:: WORK TO COMPLETE ::
Count the lines below that contain the word "ClassHierarchy", and reply with only that number.

===== RECORDS FOR THIS TASK =====

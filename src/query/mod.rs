//! Query engine over the C++ source index
//!
//! Every operation resolves its scope first, asks the store for a view of
//! exactly those roots (building any that were never indexed) and runs
//! against that one generation.

pub mod cache;
pub mod details;
pub mod hierarchy;
pub mod results;
pub mod search;

pub use cache::{CacheKey, QueryCache};
pub use details::{BlueprintExposure, ClassDetails, FilePatterns, MemberInfo};
pub use hierarchy::{ClassHierarchy, HierarchyNode, NodeStatus};
pub use results::{Lookup, Occurrence, QueryMode, SearchRequest, SearchResult};

use parking_lot::Mutex;
use std::path::{Path, PathBuf};
use std::sync::Arc;
use tracing::debug;

use crate::core::config::SearchConfig;
use crate::core::error::{Error, Result};
use crate::index::{IndexStore, IndexView};
use crate::parse::{parse_bytes, ParsedFile};
use crate::scope::ScopeResolver;

pub struct QueryEngine {
    store: Arc<IndexStore>,
    resolver: Arc<ScopeResolver>,
    cache: Mutex<QueryCache>,
    default_limit: usize,
}

impl QueryEngine {
    pub fn new(store: Arc<IndexStore>, resolver: Arc<ScopeResolver>, config: &SearchConfig) -> Self {
        Self {
            store,
            resolver,
            cache: Mutex::new(QueryCache::new(config.cache_size)),
            default_limit: config.default_limit,
        }
    }

    pub fn resolver(&self) -> &ScopeResolver {
        &self.resolver
    }

    pub fn store(&self) -> &IndexStore {
        &self.store
    }

    pub fn default_limit(&self) -> usize {
        self.default_limit
    }

    /// Roots of `scope`, or of the default scope when `None` or unknown
    pub fn roots(&self, scope: Option<&str>) -> Vec<PathBuf> {
        match scope {
            Some(scope) => self.resolver.resolve(scope),
            None => self.resolver.resolve_scope(self.resolver.default_scope()),
        }
    }

    /// Index view over a scope's roots
    pub fn view(&self, scope: Option<&str>) -> Result<IndexView> {
        let roots = self.roots(scope);
        self.store.ensure(&roots)
    }

    pub fn search(&self, request: &SearchRequest) -> Result<SearchResult> {
        let view = self.view(request.scope.as_deref())?;
        let key = CacheKey::new(view.generation(), request, &view.root_paths());

        if let Some(hit) = self.cache.lock().get(&key) {
            debug!(query = %request.query, "Search cache hit");
            return Ok(hit);
        }

        let result = search::search(&view, request)?;
        debug!(
            query = %request.query,
            mode = %result.mode,
            total = result.total_count,
            truncated = result.truncated,
            "Search complete"
        );
        self.cache.lock().put(key, result.clone());
        Ok(result)
    }

    pub fn references(&self, identifier: &str, scope: Option<&str>) -> Result<Vec<Occurrence>> {
        let view = self.view(scope)?;
        search::references(&view, identifier)
    }

    pub fn hierarchy(
        &self,
        name: &str,
        include_interfaces: bool,
        scope: Option<&str>,
    ) -> Result<Lookup<ClassHierarchy>> {
        let view = self.view(scope)?;
        Ok(hierarchy::hierarchy(&view, name, include_interfaces))
    }

    pub fn details(
        &self,
        name: &str,
        include_inherited: bool,
        scope: Option<&str>,
    ) -> Result<Lookup<ClassDetails>> {
        let view = self.view(scope)?;
        Ok(details::details(&view, name, include_inherited))
    }

    /// Every UE macro in one file
    pub fn detect_patterns(&self, file: &Path) -> Result<Lookup<FilePatterns>> {
        Ok(match self.parse_file(file)? {
            Some((path, parsed)) => Lookup::Found(details::file_patterns(&path, &parsed)),
            None => Lookup::not_found(file.display().to_string()),
        })
    }

    /// Blueprint-exposed API in one file
    pub fn blueprint_exposure(&self, file: &Path) -> Result<Lookup<BlueprintExposure>> {
        Ok(match self.parse_file(file)? {
            Some((path, parsed)) => Lookup::Found(details::blueprint_exposure(&path, &parsed)),
            None => Lookup::not_found(file.display().to_string()),
        })
    }

    /// Read a file fresh from disk. Relative paths are tried against the
    /// working directory, then each registered root.
    fn parse_file(&self, file: &Path) -> Result<Option<(PathBuf, ParsedFile)>> {
        let candidates = std::iter::once(file.to_path_buf()).chain(
            self.resolver
                .roots()
                .iter()
                .filter(|_| file.is_relative())
                .map(|root| root.path.join(file)),
        );

        let path = match candidates.into_iter().find(|p| p.is_file()) {
            Some(path) => path,
            None => return Ok(None),
        };

        let bytes = std::fs::read(&path)?;
        let parsed = parse_bytes(&path, &bytes).map_err(|e| Error::IndexError {
            message: format!("{}: {}", path.display(), e),
        })?;
        Ok(Some((path, parsed)))
    }
}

=====

:: EXERCISE SOLUTION ::
2